Requirement: Repeat the records exactly, so that each line matches the original.

Exercise input:
_ _ _ _ _ _ _

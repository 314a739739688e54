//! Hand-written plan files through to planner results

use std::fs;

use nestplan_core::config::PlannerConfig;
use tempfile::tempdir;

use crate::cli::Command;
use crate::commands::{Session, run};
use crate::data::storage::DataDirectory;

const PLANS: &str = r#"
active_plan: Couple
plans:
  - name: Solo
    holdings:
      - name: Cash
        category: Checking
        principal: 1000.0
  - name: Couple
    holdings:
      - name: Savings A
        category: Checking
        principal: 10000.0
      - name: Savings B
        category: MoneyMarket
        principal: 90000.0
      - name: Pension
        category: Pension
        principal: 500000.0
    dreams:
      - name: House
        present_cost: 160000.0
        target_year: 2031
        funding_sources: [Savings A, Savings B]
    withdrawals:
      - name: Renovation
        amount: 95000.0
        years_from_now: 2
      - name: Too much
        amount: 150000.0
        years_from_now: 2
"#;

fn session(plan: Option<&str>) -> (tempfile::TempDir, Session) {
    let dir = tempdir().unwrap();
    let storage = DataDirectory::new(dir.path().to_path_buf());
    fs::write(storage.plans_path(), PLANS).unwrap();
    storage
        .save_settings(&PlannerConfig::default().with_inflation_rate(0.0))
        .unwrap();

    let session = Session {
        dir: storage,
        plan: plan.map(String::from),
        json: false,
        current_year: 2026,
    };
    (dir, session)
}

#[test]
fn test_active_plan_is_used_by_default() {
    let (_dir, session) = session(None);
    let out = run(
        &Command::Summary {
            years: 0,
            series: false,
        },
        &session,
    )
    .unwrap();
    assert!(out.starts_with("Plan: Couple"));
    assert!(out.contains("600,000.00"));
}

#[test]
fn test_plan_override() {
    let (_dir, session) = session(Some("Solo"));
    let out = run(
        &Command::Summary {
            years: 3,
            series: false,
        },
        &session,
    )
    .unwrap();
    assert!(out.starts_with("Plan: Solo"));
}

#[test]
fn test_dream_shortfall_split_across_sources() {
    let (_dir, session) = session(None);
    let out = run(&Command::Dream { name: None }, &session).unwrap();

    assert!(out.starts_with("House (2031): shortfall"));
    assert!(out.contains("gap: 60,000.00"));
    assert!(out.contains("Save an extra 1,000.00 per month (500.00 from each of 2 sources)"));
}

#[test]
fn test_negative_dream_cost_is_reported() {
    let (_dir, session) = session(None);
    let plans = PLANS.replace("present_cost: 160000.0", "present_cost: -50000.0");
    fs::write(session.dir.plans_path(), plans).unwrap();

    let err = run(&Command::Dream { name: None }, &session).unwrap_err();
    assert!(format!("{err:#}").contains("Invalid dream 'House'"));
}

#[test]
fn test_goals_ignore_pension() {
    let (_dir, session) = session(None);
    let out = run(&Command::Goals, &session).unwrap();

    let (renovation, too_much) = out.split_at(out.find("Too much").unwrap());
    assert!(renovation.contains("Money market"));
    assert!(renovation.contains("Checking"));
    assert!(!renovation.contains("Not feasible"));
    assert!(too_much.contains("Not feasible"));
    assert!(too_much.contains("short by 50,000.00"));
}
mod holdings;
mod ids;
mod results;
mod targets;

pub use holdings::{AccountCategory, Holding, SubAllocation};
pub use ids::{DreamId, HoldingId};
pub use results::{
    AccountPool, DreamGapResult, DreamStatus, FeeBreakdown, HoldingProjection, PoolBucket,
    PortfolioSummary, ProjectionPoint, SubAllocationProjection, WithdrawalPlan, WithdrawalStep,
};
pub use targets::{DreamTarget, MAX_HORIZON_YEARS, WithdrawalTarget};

_ _ _ _ _ _ _

Output below:
repository 314a739739688e54
//! Hand-written plan files through to planner results

use std::fs;

use nestplan_core::config::PlannerConfig;
use tempfile::tempdir;

use crate::cli::Command;
use crate::commands::{Session, run};
use crate::data::storage::DataDirectory;

const PLANS: &str = r#"
active_plan: Couple
plans:
  - name: Solo
    holdings:
      - name: Cash
        category: Checking
        principal: 1000.0
  - name: Couple
    holdings:
      - name: Savings A
        category: Checking
        principal: 10000.0
      - name: Savings B
        category: MoneyMarket
        principal: 90000.0
      - name: Pension
        category: Pension
        principal: 500000.0
    dreams:
      - name: House
        present_cost: 160000.0
        target_year: 2031
        funding_sources: [Savings A, Savings B]
    withdrawals:
      - name: Renovation
        amount: 95000.0
        years_from_now: 2
      - name: Too much
        amount: 150000.0
        years_from_now: 2
"#;

fn session(plan: Option<&str>) -> (tempfile::TempDir, Session) {
    let dir = tempdir().unwrap();
    let storage = DataDirectory::new(dir.path().to_path_buf());
    fs::write(storage.plans_path(), PLANS).unwrap();
    storage
        .save_settings(&PlannerConfig::default().with_inflation_rate(0.0))
        .unwrap();

    let session = Session {
        dir: storage,
        plan: plan.map(String::from),
        json: false,
        current_year: 2026,
    };
    (dir, session)
}

#[test]
fn test_active_plan_is_used_by_default() {
    let (_dir, session) = session(None);
    let out = run(
        &Command::Summary {
            years: 0,
            series: false,
        },
        &session,
    )
    .unwrap();
    assert!(out.starts_with("Plan: Couple"));
    assert!(out.contains("600,000.00"));
}

#[test]
fn test_plan_override() {
    let (_dir, session) = session(Some("Solo"));
    let out = run(
        &Command::Summary {
            years: 3,
            series: false,
        },
        &session,
    )
    .unwrap();
    assert!(out.starts_with("Plan: Solo"));
}

#[test]
fn test_dream_shortfall_split_across_sources() {
    let (_dir, session) = session(None);
    let out = run(&Command::Dream { name: None }, &session).unwrap();

    assert!(out.starts_with("House (2031): shortfall"));
    assert!(out.contains("gap: 60,000.00"));
    assert!(out.contains("Save an extra 1,000.00 per month (500.00 from each of 2 sources)"));
}

#[test]
fn test_negative_dream_cost_is_reported() {
    let (_dir, session) = session(None);
    let plans = PLANS.replace("present_cost: 160000.0", "present_cost: -50000.0");
    fs::write(session.dir.plans_path(), plans).unwrap();

    let err = run(&Command::Dream { name: None }, &session).unwrap_err();
    assert!(format!("{err:#}").contains("Invalid dream 'House'"));
}

#[test]
fn test_goals_ignore_pension() {
    let (_dir, session) = session(None);
    let out = run(&Command::Goals, &session).unwrap();

    let (renovation, too_much) = out.split_at(out.find("Too much").unwrap());
    assert!(renovation.contains("Money market"));
    assert!(renovation.contains("Checking"));
    assert!(!renovation.contains("Not feasible"));
    assert!(too_much.contains("Not feasible"));
    assert!(too_much.contains("short by 50,000.00"));
}
mod holdings;
mod ids;
mod results;
mod targets;

pub use holdings::{AccountCategory, Holding, SubAllocation};
pub use ids::{DreamId, HoldingId};
pub use results::{
    AccountPool, DreamGapResult, DreamStatus, FeeBreakdown, HoldingProjection, PoolBucket,
    PortfolioSummary, ProjectionPoint, SubAllocationProjection, WithdrawalPlan, WithdrawalStep,
};
pub use targets::{DreamTarget, MAX_HORIZON_YEARS, WithdrawalTarget};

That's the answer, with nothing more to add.